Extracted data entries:

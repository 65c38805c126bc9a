use std::fmt;
use std::sync::{Arc, Weak};

use parking_lot::Mutex;
use tracing::debug;
use vento_contracts::gallery::GalleryHandle;
use vento_contracts::subscription::Subscription;
use vento_model::{GalleryState, GalleryStatus};

use super::{StripKind, StripLayout};
use crate::physics::SharedPhysics;
use crate::time_loop::{TickGuard, TimeLoop};

/// What the host paints for one strip.
#[derive(Debug, Clone, Copy, PartialEq)]
pub struct StripPaint {
    pub position: f64,
    pub active_index: usize,
    pub status: GalleryStatus,
}

pub type PaintSink = Arc<dyn Fn(&StripPaint) + Send + Sync>;

struct View {
    layout: StripLayout,
    frame_count: usize,
    active_index: usize,
    status: GalleryStatus,
    painted: Option<f64>,
}

struct Shared {
    kind: StripKind,
    physics: SharedPhysics,
    view: Mutex<View>,
    sink: Option<PaintSink>,
}

impl Shared {
    fn apply(&self, state: &GalleryState) {
        let (target, index_changed) = {
            let mut view = self.view.lock();
            let index_changed = view.active_index != state.current_index;
            view.active_index = state.current_index;
            view.frame_count = state.frame_count();
            view.status = state.status;
            let target = view.layout.target(
                self.kind,
                view.frame_count,
                view.active_index,
            );
            (target, index_changed)
        };

        // The pointer owns the strip while dragging.
        if state.status == GalleryStatus::Dragging {
            return;
        }
        // Thumbnails only follow index changes so a fling can coast freely.
        if self.kind == StripKind::Thumbs && !index_changed {
            return;
        }
        self.physics.lock().seek(target);
    }

    fn tick(&self) {
        let (moving, position) = {
            let mut physics = self.physics.lock();
            let moving = physics.update();
            (moving, physics.position())
        };

        let paint = {
            let mut view = self.view.lock();
            if !moving && view.painted == Some(position) {
                return;
            }
            view.painted = Some(position);
            StripPaint {
                position,
                active_index: view.active_index,
                status: view.status,
            }
        };
        if let Some(sink) = &self.sink {
            sink(&paint);
        }
    }
}

/// Drives one strip from store snapshots and time-loop ticks.
///
/// Registers its tick on construction and deregisters on [`destroy`] or
/// drop, whichever comes first.
///
/// [`destroy`]: StripRenderer::destroy
pub struct StripRenderer {
    shared: Arc<Shared>,
    subscription: Subscription,
    tick: Mutex<Option<TickGuard>>,
}

impl StripRenderer {
    pub fn new(
        kind: StripKind,
        layout: StripLayout,
        physics: SharedPhysics,
        gallery: &dyn GalleryHandle,
        time_loop: &TimeLoop,
        sink: Option<PaintSink>,
    ) -> Self {
        let state = gallery.state();
        let frame_count = state.frame_count();
        {
            let bounds = layout.bounds(kind, frame_count);
            let mut physics = physics.lock();
            physics.set_bounds(bounds.min, bounds.max);
            physics.force_set(layout.target(
                kind,
                frame_count,
                state.current_index,
            ));
        }

        let shared = Arc::new(Shared {
            kind,
            physics,
            view: Mutex::new(View {
                layout,
                frame_count,
                active_index: state.current_index,
                status: state.status,
                painted: None,
            }),
            sink,
        });

        let weak: Weak<Shared> = Arc::downgrade(&shared);
        let subscription =
            gallery.subscribe(Arc::new(move |state: &Arc<GalleryState>| {
                if let Some(shared) = weak.upgrade() {
                    shared.apply(state);
                }
            }));

        let weak = Arc::downgrade(&shared);
        let tick = time_loop.add_guarded(move |_dt| {
            if let Some(shared) = weak.upgrade() {
                shared.tick();
            }
        });

        debug!(?kind, ?layout, frame_count, "strip renderer attached");
        Self {
            shared,
            subscription,
            tick: Mutex::new(Some(tick)),
        }
    }

    pub fn kind(&self) -> StripKind {
        self.shared.kind
    }

    pub fn layout(&self) -> StripLayout {
        self.shared.view.lock().layout
    }

    pub fn physics(&self) -> SharedPhysics {
        Arc::clone(&self.shared.physics)
    }

    pub fn position(&self) -> f64 {
        self.shared.physics.lock().position()
    }

    /// Resting position for the current index under the current layout.
    pub fn target(&self) -> f64 {
        let view = self.shared.view.lock();
        view.layout
            .target(self.shared.kind, view.frame_count, view.active_index)
    }

    /// Apply new geometry and jump straight to the matching position.
    pub fn resize(&self, layout: StripLayout) {
        let (bounds, target) = {
            let mut view = self.shared.view.lock();
            view.layout = layout;
            (
                layout.bounds(self.shared.kind, view.frame_count),
                layout.target(
                    self.shared.kind,
                    view.frame_count,
                    view.active_index,
                ),
            )
        };
        let mut physics = self.shared.physics.lock();
        physics.set_bounds(bounds.min, bounds.max);
        physics.force_set(target);
        debug!(kind = ?self.shared.kind, position = target, "strip resized");
    }

    pub fn is_destroyed(&self) -> bool {
        self.tick.lock().is_none()
    }

    /// Stop listening to the store and leave the time loop. Idempotent.
    pub fn destroy(&self) {
        let tick = self.tick.lock().take();
        if tick.is_none() {
            return;
        }
        self.subscription.unsubscribe();
        drop(tick);
        debug!(kind = ?self.shared.kind, "strip renderer destroyed");
    }
}

impl Drop for StripRenderer {
    fn drop(&mut self) {
        self.destroy();
    }
}

impl fmt::Debug for StripRenderer {
    fn fmt(&self, f: &mut fmt::Formatter<'_>) -> fmt::Result {
        f.debug_struct("StripRenderer")
            .field("kind", &self.shared.kind)
            .field("layout", &self.layout())
            .field("position", &self.position())
            .field("destroyed", &self.is_destroyed())
            .finish()
    }
}
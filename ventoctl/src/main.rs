mod check;
mod cli;
mod script;
mod simulate;

use anyhow::Result;
use clap::Parser;

use cli::{Cli, Command};

#[tokio::main]
async fn main() -> Result<()> {
    dotenvy::dotenv().ok();
    vento_config::telemetry::init_tracing("warn");

    let cli = Cli::parse();
    match cli.command {
        Command::Check(args) => check::run(args),
        Command::Simulate(args) => simulate::run(args).await,
    }
}
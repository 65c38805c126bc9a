//! Core data model definitions shared across Vento crates.
#![allow(missing_docs)]

pub mod action;
pub mod error;
pub mod frame;
pub mod input;
pub mod options;
pub mod prelude;
pub mod state;

pub use action::GalleryAction;
pub use error::{ModelError, Result as ModelResult};
pub use frame::{Frame, FrameId, VideoInfo, VideoProvider};
pub use input::{
    InputEvent, Key, KeyInput, PointerEvent, PointerPhase, PointerTarget,
};
pub use options::{Axis, GalleryOptions, KeyboardBindings, NavKind, NavPosition};
pub use state::{GalleryState, GalleryStatus, TransitionType, WrapMode};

## Activity
An exact transcription of the entries is needed, complete to the final line.

## Answer to the exercise
repository 65c38805c126bc9a
use std::fmt;
use std::sync::{Arc, Weak};

use parking_lot::Mutex;
use tracing::debug;
use vento_contracts::gallery::GalleryHandle;
use vento_contracts::subscription::Subscription;
use vento_model::{GalleryState, GalleryStatus};

use super::{StripKind, StripLayout};
use crate::physics::SharedPhysics;
use crate::time_loop::{TickGuard, TimeLoop};

/// What the host paints for one strip.
#[derive(Debug, Clone, Copy, PartialEq)]
pub struct StripPaint {
    pub position: f64,
    pub active_index: usize,
    pub status: GalleryStatus,
}

pub type PaintSink = Arc<dyn Fn(&StripPaint) + Send + Sync>;

struct View {
    layout: StripLayout,
    frame_count: usize,
    active_index: usize,
    status: GalleryStatus,
    painted: Option<f64>,
}

struct Shared {
    kind: StripKind,
    physics: SharedPhysics,
    view: Mutex<View>,
    sink: Option<PaintSink>,
}

impl Shared {
    fn apply(&self, state: &GalleryState) {
        let (target, index_changed) = {
            let mut view = self.view.lock();
            let index_changed = view.active_index != state.current_index;
            view.active_index = state.current_index;
            view.frame_count = state.frame_count();
            view.status = state.status;
            let target = view.layout.target(
                self.kind,
                view.frame_count,
                view.active_index,
            );
            (target, index_changed)
        };

        // The pointer owns the strip while dragging.
        if state.status == GalleryStatus::Dragging {
            return;
        }
        // Thumbnails only follow index changes so a fling can coast freely.
        if self.kind == StripKind::Thumbs && !index_changed {
            return;
        }
        self.physics.lock().seek(target);
    }

    fn tick(&self) {
        let (moving, position) = {
            let mut physics = self.physics.lock();
            let moving = physics.update();
            (moving, physics.position())
        };

        let paint = {
            let mut view = self.view.lock();
            if !moving && view.painted == Some(position) {
                return;
            }
            view.painted = Some(position);
            StripPaint {
                position,
                active_index: view.active_index,
                status: view.status,
            }
        };
        if let Some(sink) = &self.sink {
            sink(&paint);
        }
    }
}

/// Drives one strip from store snapshots and time-loop ticks.
///
/// Registers its tick on construction and deregisters on [`destroy`] or
/// drop, whichever comes first.
///
/// [`destroy`]: StripRenderer::destroy
pub struct StripRenderer {
    shared: Arc<Shared>,
    subscription: Subscription,
    tick: Mutex<Option<TickGuard>>,
}

impl StripRenderer {
    pub fn new(
        kind: StripKind,
        layout: StripLayout,
        physics: SharedPhysics,
        gallery: &dyn GalleryHandle,
        time_loop: &TimeLoop,
        sink: Option<PaintSink>,
    ) -> Self {
        let state = gallery.state();
        let frame_count = state.frame_count();
        {
            let bounds = layout.bounds(kind, frame_count);
            let mut physics = physics.lock();
            physics.set_bounds(bounds.min, bounds.max);
            physics.force_set(layout.target(
                kind,
                frame_count,
                state.current_index,
            ));
        }

        let shared = Arc::new(Shared {
            kind,
            physics,
            view: Mutex::new(View {
                layout,
                frame_count,
                active_index: state.current_index,
                status: state.status,
                painted: None,
            }),
            sink,
        });

        let weak: Weak<Shared> = Arc::downgrade(&shared);
        let subscription =
            gallery.subscribe(Arc::new(move |state: &Arc<GalleryState>| {
                if let Some(shared) = weak.upgrade() {
                    shared.apply(state);
                }
            }));

        let weak = Arc::downgrade(&shared);
        let tick = time_loop.add_guarded(move |_dt| {
            if let Some(shared) = weak.upgrade() {
                shared.tick();
            }
        });

        debug!(?kind, ?layout, frame_count, "strip renderer attached");
        Self {
            shared,
            subscription,
            tick: Mutex::new(Some(tick)),
        }
    }

    pub fn kind(&self) -> StripKind {
        self.shared.kind
    }

    pub fn layout(&self) -> StripLayout {
        self.shared.view.lock().layout
    }

    pub fn physics(&self) -> SharedPhysics {
        Arc::clone(&self.shared.physics)
    }

    pub fn position(&self) -> f64 {
        self.shared.physics.lock().position()
    }

    /// Resting position for the current index under the current layout.
    pub fn target(&self) -> f64 {
        let view = self.shared.view.lock();
        view.layout
            .target(self.shared.kind, view.frame_count, view.active_index)
    }

    /// Apply new geometry and jump straight to the matching position.
    pub fn resize(&self, layout: StripLayout) {
        let (bounds, target) = {
            let mut view = self.shared.view.lock();
            view.layout = layout;
            (
                layout.bounds(self.shared.kind, view.frame_count),
                layout.target(
                    self.shared.kind,
                    view.frame_count,
                    view.active_index,
                ),
            )
        };
        let mut physics = self.shared.physics.lock();
        physics.set_bounds(bounds.min, bounds.max);
        physics.force_set(target);
        debug!(kind = ?self.shared.kind, position = target, "strip resized");
    }

    pub fn is_destroyed(&self) -> bool {
        self.tick.lock().is_none()
    }

    /// Stop listening to the store and leave the time loop. Idempotent.
    pub fn destroy(&self) {
        let tick = self.tick.lock().take();
        if tick.is_none() {
            return;
        }
        self.subscription.unsubscribe();
        drop(tick);
        debug!(kind = ?self.shared.kind, "strip renderer destroyed");
    }
}

impl Drop for StripRenderer {
    fn drop(&mut self) {
        self.destroy();
    }
}

impl fmt::Debug for StripRenderer {
    fn fmt(&self, f: &mut fmt::Formatter<'_>) -> fmt::Result {
        f.debug_struct("StripRenderer")
            .field("kind", &self.shared.kind)
            .field("layout", &self.layout())
            .field("position", &self.position())
            .field("destroyed", &self.is_destroyed())
            .finish()
    }
}
filename ventoctl/src/main.rs
mod check;
mod cli;
mod script;
mod simulate;

use anyhow::Result;
use clap::Parser;

use cli::{Cli, Command};

#[tokio::main]
async fn main() -> Result<()> {
    dotenvy::dotenv().ok();
    vento_config::telemetry::init_tracing("warn");

    let cli = Cli::parse();
    match cli.command {
        Command::Check(args) => check::run(args),
        Command::Simulate(args) => simulate::run(args).await,
    }
}
repository 65c38805c126bc9a
//! Core data model definitions shared across Vento crates.
#![allow(missing_docs)]

pub mod action;
pub mod error;
pub mod frame;
pub mod input;
pub mod options;
pub mod prelude;
pub mod state;

pub use action::GalleryAction;
pub use error::{ModelError, Result as ModelResult};
pub use frame::{Frame, FrameId, VideoInfo, VideoProvider};
pub use input::{
    InputEvent, Key, KeyInput, PointerEvent, PointerPhase, PointerTarget,
};
pub use options::{Axis, GalleryOptions, KeyboardBindings, NavKind, NavPosition};
pub use state::{GalleryState, GalleryStatus, TransitionType, WrapMode};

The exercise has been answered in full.